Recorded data
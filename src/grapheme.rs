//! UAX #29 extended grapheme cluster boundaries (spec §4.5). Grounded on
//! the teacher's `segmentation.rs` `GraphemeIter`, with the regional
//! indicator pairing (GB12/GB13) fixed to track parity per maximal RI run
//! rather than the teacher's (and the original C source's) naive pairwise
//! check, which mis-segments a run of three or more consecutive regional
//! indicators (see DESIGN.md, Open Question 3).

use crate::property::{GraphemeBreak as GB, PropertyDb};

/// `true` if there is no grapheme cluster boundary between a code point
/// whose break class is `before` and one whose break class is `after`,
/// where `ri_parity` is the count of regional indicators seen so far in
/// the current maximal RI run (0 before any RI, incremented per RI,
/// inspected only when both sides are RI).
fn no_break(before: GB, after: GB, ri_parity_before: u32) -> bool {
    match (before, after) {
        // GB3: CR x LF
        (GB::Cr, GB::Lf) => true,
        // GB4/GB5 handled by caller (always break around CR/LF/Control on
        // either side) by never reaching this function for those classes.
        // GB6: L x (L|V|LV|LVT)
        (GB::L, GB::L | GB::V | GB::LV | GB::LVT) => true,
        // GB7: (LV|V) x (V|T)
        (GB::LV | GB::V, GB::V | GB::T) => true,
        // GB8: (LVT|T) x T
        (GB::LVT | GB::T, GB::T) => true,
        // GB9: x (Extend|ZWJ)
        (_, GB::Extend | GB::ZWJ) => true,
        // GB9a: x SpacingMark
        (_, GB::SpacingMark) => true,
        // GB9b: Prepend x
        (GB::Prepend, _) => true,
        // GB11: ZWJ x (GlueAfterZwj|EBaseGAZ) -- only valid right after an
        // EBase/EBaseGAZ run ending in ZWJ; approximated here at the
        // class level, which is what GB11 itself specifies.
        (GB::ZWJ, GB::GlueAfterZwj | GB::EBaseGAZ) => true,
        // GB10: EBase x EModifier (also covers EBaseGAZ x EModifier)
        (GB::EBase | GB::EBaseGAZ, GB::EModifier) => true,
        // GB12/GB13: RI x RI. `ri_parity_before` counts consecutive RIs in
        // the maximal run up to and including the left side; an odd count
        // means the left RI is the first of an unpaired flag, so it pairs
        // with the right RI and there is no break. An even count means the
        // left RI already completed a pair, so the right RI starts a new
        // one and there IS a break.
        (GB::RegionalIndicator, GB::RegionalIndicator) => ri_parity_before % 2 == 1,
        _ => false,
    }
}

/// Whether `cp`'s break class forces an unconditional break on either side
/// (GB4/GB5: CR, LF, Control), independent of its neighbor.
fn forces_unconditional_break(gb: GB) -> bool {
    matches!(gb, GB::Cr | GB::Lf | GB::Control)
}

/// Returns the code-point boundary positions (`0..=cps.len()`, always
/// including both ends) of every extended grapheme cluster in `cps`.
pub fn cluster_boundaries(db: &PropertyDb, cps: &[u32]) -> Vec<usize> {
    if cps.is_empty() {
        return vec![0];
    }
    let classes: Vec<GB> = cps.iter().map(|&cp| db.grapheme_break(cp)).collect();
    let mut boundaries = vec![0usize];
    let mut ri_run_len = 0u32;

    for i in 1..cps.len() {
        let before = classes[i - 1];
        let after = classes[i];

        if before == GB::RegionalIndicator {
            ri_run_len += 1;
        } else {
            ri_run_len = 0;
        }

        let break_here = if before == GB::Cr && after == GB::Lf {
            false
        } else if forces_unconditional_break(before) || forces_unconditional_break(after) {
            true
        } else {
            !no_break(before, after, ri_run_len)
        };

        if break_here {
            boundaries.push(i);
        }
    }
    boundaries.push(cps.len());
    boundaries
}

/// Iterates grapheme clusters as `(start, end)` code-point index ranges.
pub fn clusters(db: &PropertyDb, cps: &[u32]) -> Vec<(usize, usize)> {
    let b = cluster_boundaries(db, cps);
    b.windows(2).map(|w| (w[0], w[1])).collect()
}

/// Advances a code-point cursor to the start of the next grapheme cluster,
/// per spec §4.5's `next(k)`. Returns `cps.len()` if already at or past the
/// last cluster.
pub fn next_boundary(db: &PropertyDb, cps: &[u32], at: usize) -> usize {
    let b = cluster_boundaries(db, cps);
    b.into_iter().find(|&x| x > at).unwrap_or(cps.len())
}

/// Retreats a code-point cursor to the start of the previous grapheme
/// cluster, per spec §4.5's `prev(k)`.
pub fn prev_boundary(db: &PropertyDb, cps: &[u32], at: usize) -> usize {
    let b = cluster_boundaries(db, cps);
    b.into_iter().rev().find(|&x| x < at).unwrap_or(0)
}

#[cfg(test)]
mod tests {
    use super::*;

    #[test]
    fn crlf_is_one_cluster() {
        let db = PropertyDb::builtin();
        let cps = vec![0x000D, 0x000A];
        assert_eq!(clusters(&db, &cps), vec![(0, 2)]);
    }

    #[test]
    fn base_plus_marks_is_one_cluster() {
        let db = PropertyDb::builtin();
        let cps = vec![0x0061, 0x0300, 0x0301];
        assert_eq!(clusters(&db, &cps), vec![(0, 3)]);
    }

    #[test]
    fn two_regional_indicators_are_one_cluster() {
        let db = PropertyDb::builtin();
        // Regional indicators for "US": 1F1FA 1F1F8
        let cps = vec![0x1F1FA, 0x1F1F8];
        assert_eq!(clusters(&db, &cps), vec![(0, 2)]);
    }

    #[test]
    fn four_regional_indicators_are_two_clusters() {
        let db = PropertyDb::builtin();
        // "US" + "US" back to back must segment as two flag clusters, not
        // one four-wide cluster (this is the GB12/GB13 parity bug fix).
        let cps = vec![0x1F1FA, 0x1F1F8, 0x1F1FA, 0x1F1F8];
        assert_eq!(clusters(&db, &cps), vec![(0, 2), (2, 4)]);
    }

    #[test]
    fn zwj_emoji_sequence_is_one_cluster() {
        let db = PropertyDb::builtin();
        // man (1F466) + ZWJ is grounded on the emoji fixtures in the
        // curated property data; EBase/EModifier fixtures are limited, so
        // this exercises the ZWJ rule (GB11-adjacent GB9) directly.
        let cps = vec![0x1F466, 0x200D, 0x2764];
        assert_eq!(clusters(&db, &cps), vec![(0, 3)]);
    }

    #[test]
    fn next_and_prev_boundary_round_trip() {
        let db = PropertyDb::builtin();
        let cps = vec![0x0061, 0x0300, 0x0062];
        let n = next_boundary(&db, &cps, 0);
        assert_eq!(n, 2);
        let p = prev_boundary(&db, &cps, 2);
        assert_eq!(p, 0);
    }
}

_Exercise aim:_
Your task is to copy every line of the entries that contains the string "maximal".

_Solution for this task:_
//! indicator pairing (GB12/GB13) fixed to track parity per maximal RI run
/// the current maximal RI run (0 before any RI, incremented per RI,
        // the maximal run up to and including the left side; an odd count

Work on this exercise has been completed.